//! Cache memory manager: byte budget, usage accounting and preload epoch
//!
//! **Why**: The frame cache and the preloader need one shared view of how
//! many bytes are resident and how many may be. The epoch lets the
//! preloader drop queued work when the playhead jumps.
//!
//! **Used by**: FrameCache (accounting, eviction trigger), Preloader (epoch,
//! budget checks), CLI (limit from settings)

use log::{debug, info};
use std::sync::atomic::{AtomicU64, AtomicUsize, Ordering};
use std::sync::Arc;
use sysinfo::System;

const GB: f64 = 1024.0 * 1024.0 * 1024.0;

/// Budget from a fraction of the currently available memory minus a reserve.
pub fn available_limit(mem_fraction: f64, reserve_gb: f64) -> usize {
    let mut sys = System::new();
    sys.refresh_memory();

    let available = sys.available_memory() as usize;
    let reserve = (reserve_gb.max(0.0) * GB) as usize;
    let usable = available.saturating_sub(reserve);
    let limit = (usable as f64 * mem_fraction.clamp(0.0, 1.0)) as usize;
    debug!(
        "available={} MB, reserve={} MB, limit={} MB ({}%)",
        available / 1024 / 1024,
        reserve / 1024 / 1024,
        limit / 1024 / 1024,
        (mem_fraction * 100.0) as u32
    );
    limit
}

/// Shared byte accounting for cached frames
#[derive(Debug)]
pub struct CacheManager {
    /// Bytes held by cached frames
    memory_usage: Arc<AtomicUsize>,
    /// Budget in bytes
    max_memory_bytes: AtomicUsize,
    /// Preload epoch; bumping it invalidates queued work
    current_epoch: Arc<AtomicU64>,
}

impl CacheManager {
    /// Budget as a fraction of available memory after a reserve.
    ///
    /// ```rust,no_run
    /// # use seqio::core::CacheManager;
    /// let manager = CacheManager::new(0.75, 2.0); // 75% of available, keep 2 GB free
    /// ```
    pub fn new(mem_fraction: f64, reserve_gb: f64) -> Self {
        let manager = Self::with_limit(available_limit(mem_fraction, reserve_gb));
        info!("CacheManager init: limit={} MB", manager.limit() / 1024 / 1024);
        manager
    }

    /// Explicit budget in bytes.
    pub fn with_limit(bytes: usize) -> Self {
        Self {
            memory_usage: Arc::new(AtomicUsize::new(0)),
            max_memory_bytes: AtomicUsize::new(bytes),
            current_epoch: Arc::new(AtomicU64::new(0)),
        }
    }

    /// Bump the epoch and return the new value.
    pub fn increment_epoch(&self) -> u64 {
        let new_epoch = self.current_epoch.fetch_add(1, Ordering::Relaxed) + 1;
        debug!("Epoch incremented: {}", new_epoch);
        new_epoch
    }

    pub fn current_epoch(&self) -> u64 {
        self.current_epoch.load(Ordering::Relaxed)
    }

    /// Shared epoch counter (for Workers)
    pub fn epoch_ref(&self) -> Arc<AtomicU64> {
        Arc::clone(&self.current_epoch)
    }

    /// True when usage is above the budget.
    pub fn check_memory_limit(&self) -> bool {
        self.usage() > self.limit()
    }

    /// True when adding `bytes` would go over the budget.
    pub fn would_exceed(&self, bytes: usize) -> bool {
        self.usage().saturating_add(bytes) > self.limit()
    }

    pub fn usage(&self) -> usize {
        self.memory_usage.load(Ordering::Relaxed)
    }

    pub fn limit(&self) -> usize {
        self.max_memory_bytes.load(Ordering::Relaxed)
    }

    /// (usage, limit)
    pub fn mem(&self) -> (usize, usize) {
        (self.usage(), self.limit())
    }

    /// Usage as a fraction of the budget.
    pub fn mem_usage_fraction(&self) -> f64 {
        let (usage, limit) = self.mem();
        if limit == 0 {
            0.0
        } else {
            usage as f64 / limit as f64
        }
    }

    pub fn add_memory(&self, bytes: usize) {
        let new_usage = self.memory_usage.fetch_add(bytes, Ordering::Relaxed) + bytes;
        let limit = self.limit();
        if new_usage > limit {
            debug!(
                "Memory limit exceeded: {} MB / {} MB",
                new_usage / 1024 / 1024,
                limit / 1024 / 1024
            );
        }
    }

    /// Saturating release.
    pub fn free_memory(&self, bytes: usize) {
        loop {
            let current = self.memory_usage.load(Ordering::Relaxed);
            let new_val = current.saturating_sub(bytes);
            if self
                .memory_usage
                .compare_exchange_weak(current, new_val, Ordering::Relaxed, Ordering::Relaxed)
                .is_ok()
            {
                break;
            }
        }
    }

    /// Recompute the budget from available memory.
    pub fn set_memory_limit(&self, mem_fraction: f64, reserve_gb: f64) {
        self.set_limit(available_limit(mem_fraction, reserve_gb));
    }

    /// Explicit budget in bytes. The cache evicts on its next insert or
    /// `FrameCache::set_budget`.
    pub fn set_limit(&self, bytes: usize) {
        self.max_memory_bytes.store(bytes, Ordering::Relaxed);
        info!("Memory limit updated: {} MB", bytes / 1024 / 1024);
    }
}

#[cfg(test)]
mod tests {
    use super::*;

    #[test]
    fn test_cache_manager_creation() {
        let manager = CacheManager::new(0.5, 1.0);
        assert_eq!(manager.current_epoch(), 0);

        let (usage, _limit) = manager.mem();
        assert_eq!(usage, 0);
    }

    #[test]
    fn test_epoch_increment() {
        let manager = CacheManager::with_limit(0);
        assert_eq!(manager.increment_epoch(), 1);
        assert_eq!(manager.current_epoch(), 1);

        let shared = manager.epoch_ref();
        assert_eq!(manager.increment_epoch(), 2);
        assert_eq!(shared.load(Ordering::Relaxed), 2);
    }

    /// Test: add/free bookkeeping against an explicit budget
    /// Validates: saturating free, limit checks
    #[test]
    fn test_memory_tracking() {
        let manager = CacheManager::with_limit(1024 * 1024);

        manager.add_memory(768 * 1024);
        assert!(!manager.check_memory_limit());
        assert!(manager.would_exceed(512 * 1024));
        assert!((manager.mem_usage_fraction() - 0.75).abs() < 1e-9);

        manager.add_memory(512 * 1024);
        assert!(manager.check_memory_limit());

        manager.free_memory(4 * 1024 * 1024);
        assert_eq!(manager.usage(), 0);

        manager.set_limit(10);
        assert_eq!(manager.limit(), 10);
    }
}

------------

- Work required -
Lines from the one with "an explicit budget" through the last line above must be printed exactly; no other line is to appear.

- Task answer -
    /// Test: add/free bookkeeping against an explicit budget
    /// Validates: saturating free, limit checks
    #[test]
    fn test_memory_tracking() {
        let manager = CacheManager::with_limit(1024 * 1024);

        manager.add_memory(768 * 1024);
        assert!(!manager.check_memory_limit());
        assert!(manager.would_exceed(512 * 1024));
        assert!((manager.mem_usage_fraction() - 0.75).abs() < 1e-9);

        manager.add_memory(512 * 1024);
        assert!(manager.check_memory_limit());

        manager.free_memory(4 * 1024 * 1024);
        assert_eq!(manager.usage(), 0);

        manager.set_limit(10);
        assert_eq!(manager.limit(), 10);
    }
}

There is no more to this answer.